- GOAL OF THE EXERCISE
Return all of the entries below exactly as they are given.

***** SOURCE MATERIAL

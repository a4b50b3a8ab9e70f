//! API Handlers
//!
//! HTTP request handlers for each cache daemon endpoint.

use std::sync::Arc;
use std::time::Duration;

use axum::{
    extract::{Path, State},
    Json,
};
use tracing::info;
use uuid::Uuid;

use crate::cache::{MemoryCache, TypePolicy, TypeTag};
use crate::error::{CacheError, Result};
use crate::models::{
    ClearResponse, Document, HealthResponse, MinAgeRequest, MinAgeResponse, PoliciesResponse,
    PolicyView, PutEntryRequest, PutEntryResponse, RegisterTypeRequest, StatsResponse,
    SweepResponse,
};

/// Application state shared across all handlers.
#[derive(Clone)]
pub struct AppState {
    /// Thread-safe document cache
    pub cache: Arc<MemoryCache<Document>>,
}

impl AppState {
    /// Creates a new AppState around an existing cache.
    pub fn new(cache: Arc<MemoryCache<Document>>) -> Self {
        Self { cache }
    }

    /// Creates a new AppState around the process-wide cache.
    pub fn current() -> Self {
        Self::new(crate::cache::current())
    }
}

/// Handler for PUT /entries
///
/// Adds a document or replaces the one stored under the same key.
pub async fn put_entry_handler(
    State(state): State<AppState>,
    Json(req): Json<PutEntryRequest>,
) -> Result<Json<PutEntryResponse>> {
    if let Some(error_msg) = req.validate() {
        return Err(CacheError::InvalidRequest(error_msg));
    }

    let key = req.key;
    state.cache.add_update_entry(req.into_document())?;

    Ok(Json(PutEntryResponse::new(key)))
}

/// Handler for GET /entries/:key
pub async fn get_entry_handler(
    State(state): State<AppState>,
    Path(key): Path<String>,
) -> Result<Json<Document>> {
    let id = Uuid::parse_str(&key).map_err(|_| CacheError::InvalidKey(key.clone()))?;

    match state.cache.try_get_entry(&id) {
        Some(doc) => Ok(Json((*doc).clone())),
        None => Err(CacheError::NotFound(key)),
    }
}

/// Handler for DELETE /entries
pub async fn clear_handler(State(state): State<AppState>) -> Json<ClearResponse> {
    state.cache.clear();
    Json(ClearResponse::new(state.cache.size()))
}

/// Handler for GET /types
pub async fn list_types_handler(State(state): State<AppState>) -> Json<PoliciesResponse> {
    let policies = state
        .cache
        .policies()
        .iter()
        .map(|(tag, policy)| PolicyView::new(tag, policy))
        .collect();

    Json(PoliciesResponse { policies })
}

/// Handler for PUT /types/:type
///
/// Registers a cache type or replaces its policy.
pub async fn register_type_handler(
    State(state): State<AppState>,
    Path(type_name): Path<String>,
    Json(req): Json<RegisterTypeRequest>,
) -> Result<Json<PolicyView>> {
    if type_name.trim().is_empty() {
        return Err(CacheError::InvalidRequest("Type cannot be empty".to_string()));
    }

    let policy = TypePolicy::new(req.max_size, req.max_age_secs.map(Duration::from_secs));
    let tag = TypeTag::from(type_name);
    state.cache.register_policy(tag.clone(), policy);

    Ok(Json(PolicyView::new(&tag, &policy)))
}

/// Handler for PUT /min-age
pub async fn set_min_age_handler(
    State(state): State<AppState>,
    Json(req): Json<MinAgeRequest>,
) -> Json<MinAgeResponse> {
    let min_age = Duration::from_millis(req.millis);
    state.cache.set_min_age(min_age);
    info!(millis = req.millis, "Minimum age updated");

    Json(MinAgeResponse::new(min_age))
}

/// Handler for POST /maintenance/reduce-pressure
pub async fn reduce_pressure_handler(State(state): State<AppState>) -> Json<SweepResponse> {
    let removed = state.cache.reduce_pressure();

    Json(SweepResponse {
        removed,
        total_entries: state.cache.size(),
    })
}

/// Handler for POST /maintenance/clean
pub async fn clean_handler(State(state): State<AppState>) -> Json<SweepResponse> {
    let removed = state.cache.clean();

    Json(SweepResponse {
        removed,
        total_entries: state.cache.size(),
    })
}

/// Handler for GET /stats
pub async fn stats_handler(State(state): State<AppState>) -> Json<StatsResponse> {
    Json(StatsResponse::new(state.cache.stats(), state.cache.min_age()))
}

/// Handler for GET /health
pub async fn health_handler() -> Json<HealthResponse> {
    Json(HealthResponse::healthy())
}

**********

- TASK RESULT
repository a4b50b3a8ab9e70f
//! API Handlers
//!
//! HTTP request handlers for each cache daemon endpoint.

use std::sync::Arc;
use std::time::Duration;

use axum::{
    extract::{Path, State},
    Json,
};
use tracing::info;
use uuid::Uuid;

use crate::cache::{MemoryCache, TypePolicy, TypeTag};
use crate::error::{CacheError, Result};
use crate::models::{
    ClearResponse, Document, HealthResponse, MinAgeRequest, MinAgeResponse, PoliciesResponse,
    PolicyView, PutEntryRequest, PutEntryResponse, RegisterTypeRequest, StatsResponse,
    SweepResponse,
};

/// Application state shared across all handlers.
#[derive(Clone)]
pub struct AppState {
    /// Thread-safe document cache
    pub cache: Arc<MemoryCache<Document>>,
}

impl AppState {
    /// Creates a new AppState around an existing cache.
    pub fn new(cache: Arc<MemoryCache<Document>>) -> Self {
        Self { cache }
    }

    /// Creates a new AppState around the process-wide cache.
    pub fn current() -> Self {
        Self::new(crate::cache::current())
    }
}

/// Handler for PUT /entries
///
/// Adds a document or replaces the one stored under the same key.
pub async fn put_entry_handler(
    State(state): State<AppState>,
    Json(req): Json<PutEntryRequest>,
) -> Result<Json<PutEntryResponse>> {
    if let Some(error_msg) = req.validate() {
        return Err(CacheError::InvalidRequest(error_msg));
    }

    let key = req.key;
    state.cache.add_update_entry(req.into_document())?;

    Ok(Json(PutEntryResponse::new(key)))
}

/// Handler for GET /entries/:key
pub async fn get_entry_handler(
    State(state): State<AppState>,
    Path(key): Path<String>,
) -> Result<Json<Document>> {
    let id = Uuid::parse_str(&key).map_err(|_| CacheError::InvalidKey(key.clone()))?;

    match state.cache.try_get_entry(&id) {
        Some(doc) => Ok(Json((*doc).clone())),
        None => Err(CacheError::NotFound(key)),
    }
}

/// Handler for DELETE /entries
pub async fn clear_handler(State(state): State<AppState>) -> Json<ClearResponse> {
    state.cache.clear();
    Json(ClearResponse::new(state.cache.size()))
}

/// Handler for GET /types
pub async fn list_types_handler(State(state): State<AppState>) -> Json<PoliciesResponse> {
    let policies = state
        .cache
        .policies()
        .iter()
        .map(|(tag, policy)| PolicyView::new(tag, policy))
        .collect();

    Json(PoliciesResponse { policies })
}

/// Handler for PUT /types/:type
///
/// Registers a cache type or replaces its policy.
pub async fn register_type_handler(
    State(state): State<AppState>,
    Path(type_name): Path<String>,
    Json(req): Json<RegisterTypeRequest>,
) -> Result<Json<PolicyView>> {
    if type_name.trim().is_empty() {
        return Err(CacheError::InvalidRequest("Type cannot be empty".to_string()));
    }

    let policy = TypePolicy::new(req.max_size, req.max_age_secs.map(Duration::from_secs));
    let tag = TypeTag::from(type_name);
    state.cache.register_policy(tag.clone(), policy);

    Ok(Json(PolicyView::new(&tag, &policy)))
}

/// Handler for PUT /min-age
pub async fn set_min_age_handler(
    State(state): State<AppState>,
    Json(req): Json<MinAgeRequest>,
) -> Json<MinAgeResponse> {
    let min_age = Duration::from_millis(req.millis);
    state.cache.set_min_age(min_age);
    info!(millis = req.millis, "Minimum age updated");

    Json(MinAgeResponse::new(min_age))
}

/// Handler for POST /maintenance/reduce-pressure
pub async fn reduce_pressure_handler(State(state): State<AppState>) -> Json<SweepResponse> {
    let removed = state.cache.reduce_pressure();

    Json(SweepResponse {
        removed,
        total_entries: state.cache.size(),
    })
}

/// Handler for POST /maintenance/clean
pub async fn clean_handler(State(state): State<AppState>) -> Json<SweepResponse> {
    let removed = state.cache.clean();

    Json(SweepResponse {
        removed,
        total_entries: state.cache.size(),
    })
}

/// Handler for GET /stats
pub async fn stats_handler(State(state): State<AppState>) -> Json<StatsResponse> {
    Json(StatsResponse::new(state.cache.stats(), state.cache.min_age()))
}

/// Handler for GET /health
pub async fn health_handler() -> Json<HealthResponse> {
    Json(HealthResponse::healthy())
}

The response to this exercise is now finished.